É da Comissão de Pesquisa do Instituto de Física,
portanto, integra o Conselho Central da Universidade. Além
do MIT, colabora com grupos de pesquisa das universidades de Michigan,
Califórnia, Berkeley e da Carolina do Norte. Suas aulas têm
atraído o interesse de alunos do exterior, entre os quais
ele inclui uma estudante russa e um japonês. Os caçadores
de terroristas podem ficar tranqüilos: o professor Hussein
não fabrica bombas; é especialista em física
teórica ou “física quântica em muitos
corpos”.
Procurado
pelo Jornal da USP, o Consulado Americano em São Paulo preferiu
não se manifestar sobre o caso do passaporte do professor
Hussein.
Um
abraço pela Paz
Praça
do Relógio, cartão-postal por excelência
da Cidade Universitária, é percurso quase que
obrigatório para todos que circulam na USP. Lugar de
encontro, passagem ou meditação, a praça,
no último dia 10, desempenhou um outro tipo de papel:
o de cenário para uma manifestação pela
paz mundial. Naquele dia nublado, ao meio-dia, quase uma centena
de pessoas se reuniu ao redor da Torre do Relógio para
“abraçá-la” e, ao mesmo tempo, dizer
não à guerra que os Estados Unidos querem patrocinar
contra o Iraque e se solidarizar com as atitudes em prol da
paz que vêm acontecendo em todas as partes do mundo.

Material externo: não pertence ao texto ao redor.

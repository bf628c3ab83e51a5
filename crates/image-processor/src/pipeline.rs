//! End-to-end conversion: encoded bytes in, printable monochrome surface out.

use image::RgbaImage;
use tracing::{debug, info};

use crate::compose::composite;
use crate::decode::decode;
use crate::dither::atkinson_dither;
use crate::luminance::extract_luminance;
use crate::normalize::normalize;
use crate::resize::resize_to_width;
use crate::{PAPER_WIDTH, Result};

/// Options for a single conversion.
#[derive(Debug, Clone)]
pub struct RenderOptions {
    /// Stretch contrast to the full 0..=255 range before dithering.
    pub contrast_stretch: bool,
}

impl Default for RenderOptions {
    fn default() -> Self {
        Self {
            contrast_stretch: true,
        }
    }
}

impl RenderOptions {
    pub fn new() -> Self {
        Self::default()
    }

    /// Builder: set contrast stretch flag.
    pub fn with_contrast_stretch(mut self, val: bool) -> Self {
        self.contrast_stretch = val;
        self
    }
}

/// Decode `bytes` and convert them into a [`PAPER_WIDTH`] wide monochrome
/// surface.
pub fn render(bytes: &[u8], options: &RenderOptions) -> Result<RgbaImage> {
    let decoded = decode(bytes)?;
    render_surface(&decoded, PAPER_WIDTH, options)
}

/// Run the post-decode stages on an already decoded surface.
///
/// Every pixel of the result has R = G = B and that value is 0 or 255.
pub fn render_surface(img: &RgbaImage, width: u32, options: &RenderOptions) -> Result<RgbaImage> {
    let mut surface = resize_to_width(img, width)?;
    let mut field = extract_luminance(&surface);

    if options.contrast_stretch {
        normalize(&mut field);
    } else {
        debug!("Contrast stretch disabled");
    }

    atkinson_dither(&mut field);
    composite(&mut surface, &field);

    info!(
        width = surface.width(),
        height = surface.height(),
        "Rendered monochrome surface"
    );
    Ok(surface)
}

#[cfg(test)]
mod tests {
    use super::*;
    use crate::RenderError;
    use image::{DynamicImage, ImageFormat, Rgba};
    use std::io::Cursor;

    const BLACK: Rgba<u8> = Rgba([0, 0, 0, 255]);
    const WHITE: Rgba<u8> = Rgba([255, 255, 255, 255]);

    fn encode_png(img: RgbaImage) -> Vec<u8> {
        let mut cursor = Cursor::new(Vec::new());
        DynamicImage::ImageRgba8(img)
            .write_to(&mut cursor, ImageFormat::Png)
            .unwrap();
        cursor.into_inner()
    }

    fn assert_monochrome(img: &RgbaImage) {
        for (x, y, p) in img.enumerate_pixels() {
            assert!(
                p[0] == p[1] && p[1] == p[2] && (p[0] == 0 || p[0] == 255),
                "Pixel ({x}, {y}) = {p:?}, expected pure black or white"
            );
        }
    }

    #[test]
    fn test_checkerboard_passes_through_unchanged() {
        let mut img = RgbaImage::new(2, 2);
        img.put_pixel(0, 0, BLACK);
        img.put_pixel(1, 0, WHITE);
        img.put_pixel(0, 1, WHITE);
        img.put_pixel(1, 1, BLACK);

        let result = render_surface(&img, 2, &RenderOptions::default()).unwrap();

        assert_eq!(result, img);
    }

    #[test]
    fn test_uniform_mid_gray_starts_black() {
        let img = RgbaImage::from_pixel(4, 4, Rgba([128, 128, 128, 255]));

        let result = render_surface(&img, 4, &RenderOptions::default()).unwrap();

        assert_monochrome(&result);
        // 128 is not strictly above the threshold, so the first pixel is black.
        assert_eq!(result.get_pixel(0, 0), &BLACK);
        // Its diffused error (128 / 8) pushes the next pixel over the threshold.
        assert_eq!(result.get_pixel(1, 0), &WHITE);
    }

    #[test]
    fn test_uniform_mid_gray_single_pixel_is_black() {
        let img = RgbaImage::from_pixel(1, 1, Rgba([128, 128, 128, 255]));
        let result = render_surface(&img, 1, &RenderOptions::default()).unwrap();
        assert_eq!(result.get_pixel(0, 0), &BLACK);
    }

    #[test]
    fn test_render_produces_paper_width() {
        let img = RgbaImage::from_fn(100, 50, |x, y| {
            let v = ((x * 2 + y) % 256) as u8;
            Rgba([v, v / 2, 255 - v, 255])
        });

        let result = render(&encode_png(img), &RenderOptions::default()).unwrap();

        assert_eq!(result.dimensions(), (PAPER_WIDTH, 192));
        assert_monochrome(&result);
    }

    #[test]
    fn test_render_preserves_alpha_channel() {
        let img = RgbaImage::from_pixel(3, 1, Rgba([200, 200, 200, 40]));
        let result = render_surface(&img, 3, &RenderOptions::default()).unwrap();
        assert!(result.pixels().all(|p| p[3] == 40));
    }

    #[test]
    fn test_contrast_stretch_changes_low_contrast_result() {
        // Dark, low-contrast image: 40..=60 gray.
        let img = RgbaImage::from_fn(8, 8, |x, _| {
            let v = 40 + (x as u8) * 20 / 7;
            Rgba([v, v, v, 255])
        });
        let white_count = |img: &RgbaImage| img.pixels().filter(|p| p[0] == 255).count();

        let flat = render_surface(&img, 8, &RenderOptions::new().with_contrast_stretch(false))
            .unwrap();
        let stretched = render_surface(&img, 8, &RenderOptions::new()).unwrap();

        assert_monochrome(&flat);
        assert_monochrome(&stretched);
        assert!(white_count(&stretched) > white_count(&flat));
    }

    #[test]
    fn test_render_rejects_bad_input() {
        let options = RenderOptions::default();
        assert!(matches!(render(&[], &options), Err(RenderError::EmptyInput)));
        assert!(matches!(
            render(b"GIF89a-not-really", &options),
            Err(RenderError::DecodeFailure(_))
        ));
    }

    #[test]
    fn test_render_surface_rejects_empty_surface() {
        let img = RgbaImage::new(0, 5);
        assert!(matches!(
            render_surface(&img, PAPER_WIDTH, &RenderOptions::default()),
            Err(RenderError::DegenerateImage { .. })
        ));
    }

    #[test]
    fn test_render_surface_rejects_strip_that_floors_to_zero_rows() {
        let img = RgbaImage::from_pixel(1000, 1, WHITE);
        assert!(matches!(
            render_surface(&img, PAPER_WIDTH, &RenderOptions::default()),
            Err(RenderError::DegenerateImage { width: 384, height: 0 })
        ));
    }

    #[test]
    fn test_render_surface_rejects_oversized_output() {
        let img = RgbaImage::from_pixel(1, 200_000, WHITE);
        assert!(matches!(
            render_surface(&img, PAPER_WIDTH, &RenderOptions::default()),
            Err(RenderError::ImageTooLarge { .. })
        ));
    }

    #[test]
    fn test_default_options() {
        assert!(RenderOptions::default().contrast_stretch);
    }
}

Vestidas de branco e empunhando uma faixa onde se lia “Queremos
Paz”, as pessoas na praça deram sua contribuição
antibelicista.
O
abraço à torre do relógio foi idealizado
pela Coordenadoria de Comunicação Social (CCS)
e promovido pela Associação dos Alunos da Universidade
Aberta à Terceira Idade (Aauati). Luísa Vacaro,
65 anos, participante do curso de ioga do Centro de Práticas
Esportivas da USP, o Cepeusp, achou “o máximo”
esse tipo de iniciativa. “Temos que unir as forças
e os pensamentos para promover a paz.”
Para
a organizadora do ato, Constantina Melfi, todos responderam
bem à idéia de se fazer uma corrente pela paz.
“Pedimos a colaboração dos alunos da Aauati
e dos professores do Cepeusp e eles corresponderam à
nossa expectativa. Muitos participaram e todos vestiram branco”,
afirmou.
Alunos
de vários cursos de graduação também
se uniram ao “abraço” ao relógio.
Alguns, desavisados, ao passarem pela praça foram atraídos
pelo pessoal da terceira idade. Já a maioria foi para
o ato consciente do que estava fazendo. “Vimos
cartazes sobre a manifestação pendurados em
murais e nos programamos”, afirmou a estudante de Psicologia
Artemis Pavoni, 24, que integrava um grupo de alunos do Instituto
de Psicologia. “Manifestar-se é um impulso”,
declara. “Estamos dando um recado. Pode ser que não
adiante nada, mas é o que podemos fazer e não
devemos nos eximir de participar”, resume Tânia
Canhadas, 22, graduanda em Terapia Ocupacional.